Changes in white matter fiber density and morphology across the adult lifespan: A cross-sectional fixel-based analysis.
Shao Wei ChoyEpifanio BagarinaoHirohisa WatanabeEric Tatt Wei HoSatoshi MaesawaDaisuke MoriKazuhiro HaraKazuya KawabataNoritaka YoneyamaReiko OhdakeKazunori ImaiMichihito MasudaTakamasa YokoiAya OguraToshiaki TaokaShuji KoyamaHiroki C TanabeMasahisa KatsunoToshihiko WakabayashiMasafumi KuzuyaMinoru HoshiyamaHaruo IsodaShinji NaganawaNorio OzakiSatomi MitsuhashiPublished in: Human brain mapping (2020)

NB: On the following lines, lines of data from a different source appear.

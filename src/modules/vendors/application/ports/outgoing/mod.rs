pub mod vendor_lookup;
pub mod vendor_query;
pub mod vendor_repository;

pub use vendor_lookup::{VendorLookup, VendorLookupError};
pub use vendor_query::{VendorQuery, VendorQueryError};
pub use vendor_repository::{VendorRepository, VendorRepositoryError};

White matter (WM) fiber bundles change dynamically with age. These changes could be driven by alterations in axonal diameter, axonal density, and myelin content. In this study, we applied a novel fixel-based analysis (FBA) framework to examine these changes throughout the adult lifespan. Using diffusion-weighted images from a cohort of 293 healthy volunteers (89 males/204 females) from ages 21 to 86 years old, we performed FBA to analyze age-related changes in microscopic fiber density (FD) and macroscopic fiber morphology (fiber cross section [FC]). Our results showed significant and widespread age-related alterations in FD and FC across the whole brain. Interestingly, some fiber bundles such as the anterior thalamic radiation, corpus callosum, and superior longitudinal fasciculus only showed significant negative relationship with age in FD values, but not in FC. On the other hand, some segments of the cerebello-thalamo-cortical pathway only showed significant negative relationship with age in FC, but not in FD. Analysis at the tract-level also showed that major fiber tract groups predominantly distributed in the frontal lobe (cingulum, forceps minor) exhibited greater vulnerability to the aging process than the others. Differences in FC and the combined measure of FD and cross section values observed between sexes were mostly driven by differences in brain sizes although male participants tended to exhibit steeper negative linear relationship with age in FD as compared to female participants. Overall, these findings provide further insights into the structural changes the brain's WM undergoes due to the aging process.